In the report by Huang and coworkers [Huang et al., 2005], the authors have tested four previously identified AGTR2 gene alterations [Vervoort et al., 2002] in two presumed control groups: 673 adult males and 445 females tested for hereditary hemochromatosis (HH). They have also screened 608 males (presumably mentally retarded) and 616 female patients (presumably receiving carrier testing for fragile X and of normal intelligence), all negative for the FMR1 expansion.
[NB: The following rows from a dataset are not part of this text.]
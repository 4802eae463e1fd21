//! Shared test utilities for the isocontour workspace.
//!
//! This crate provides common testing infrastructure including:
//! - Synthetic scalar field generators
//! - Polygon area helpers for checking isoband output
//! - Approximate float assertions
//!
//! # Usage
//!
//! Add to your crate's `Cargo.toml`:
//!
//! ```toml
//! [dev-dependencies]
//! test-utils = { path = "../test-utils" }
//! ```
//!
//! Then import in your tests:
//!
//! ```ignore
//! use test_utils::{radial_peak, region_area, assert_approx_eq};
//! ```

pub mod generators;
pub mod geometry;

// Re-export commonly used items at the crate root
pub use generators::*;
pub use geometry::*;

/// Macro for approximate floating-point equality assertions.
///
/// # Usage
///
/// ```ignore
/// use test_utils::assert_approx_eq;
///
/// assert_approx_eq!(1.0001_f64, 1.0_f64, 0.001_f64); // passes
/// assert_approx_eq!(1.1_f32, 1.0_f32, 0.001_f32);    // fails
/// ```
#[macro_export]
macro_rules! assert_approx_eq {
    ($left:expr, $right:expr, $epsilon:expr) => {{
        let left: f64 = $left as f64;
        let right: f64 = $right as f64;
        let epsilon: f64 = $epsilon as f64;
        let diff = (left - right).abs();
        if diff > epsilon {
            panic!(
                "assertion failed: `(left ≈ right)`\n  left: `{:?}`,\n right: `{:?}`,\n  diff: `{:?}` > epsilon `{:?}`",
                left, right, diff, epsilon
            );
        }
    }};
}

/// Macro for approximate equality of coordinate pairs.
///
/// # Usage
///
/// ```ignore
/// use test_utils::assert_coords_approx_eq;
///
/// assert_coords_approx_eq!((1.0001, 2.0001), (1.0, 2.0), 0.001);
/// ```
#[macro_export]
macro_rules! assert_coords_approx_eq {
    (($x1:expr, $y1:expr), ($x2:expr, $y2:expr), $epsilon:expr) => {{
        $crate::assert_approx_eq!($x1, $x2, $epsilon);
        $crate::assert_approx_eq!($y1, $y2, $epsilon);
    }};
}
Huang and coworkers identified the 395/402delT mutation in two of 673 HH male samples, one of 445 HH female samples, none of the FMR1 negative males, and none of the FMR1 negative females [Huang et al., 2005]. The authors consider this finding to be inconsistent with this mutation being pathogenic, even though it causes a frameshift and a truncated protein, which is deleterious in males, who carry only one copy of the gene. Without any clinical information, the assumption made by the authors that all the males and females submitted for hemochromatosis testing are likely cognitively normal is rather speculative. Several studies suggest that 1−3% of the population has some cognitive deficit and the prevalence of X-linked mental retardation (XLMR) has been estimated as approximately 1.8/1,000 males with a carrier frequency of 2.4/1,000 females [Herbst and Miller, 1980; Leonard and Wen, 2002]. Thus a possibility certainly exists that some individuals in the HH population have some degree of cognitive impairment (IQ <70). Since an alteration of the AGTR2 gene may also cause a variable effect on the cognitive function in an individual, as seen in other cases of MR genes, it is important that any individual with an AGTR2 alteration be assessed for cognitive function.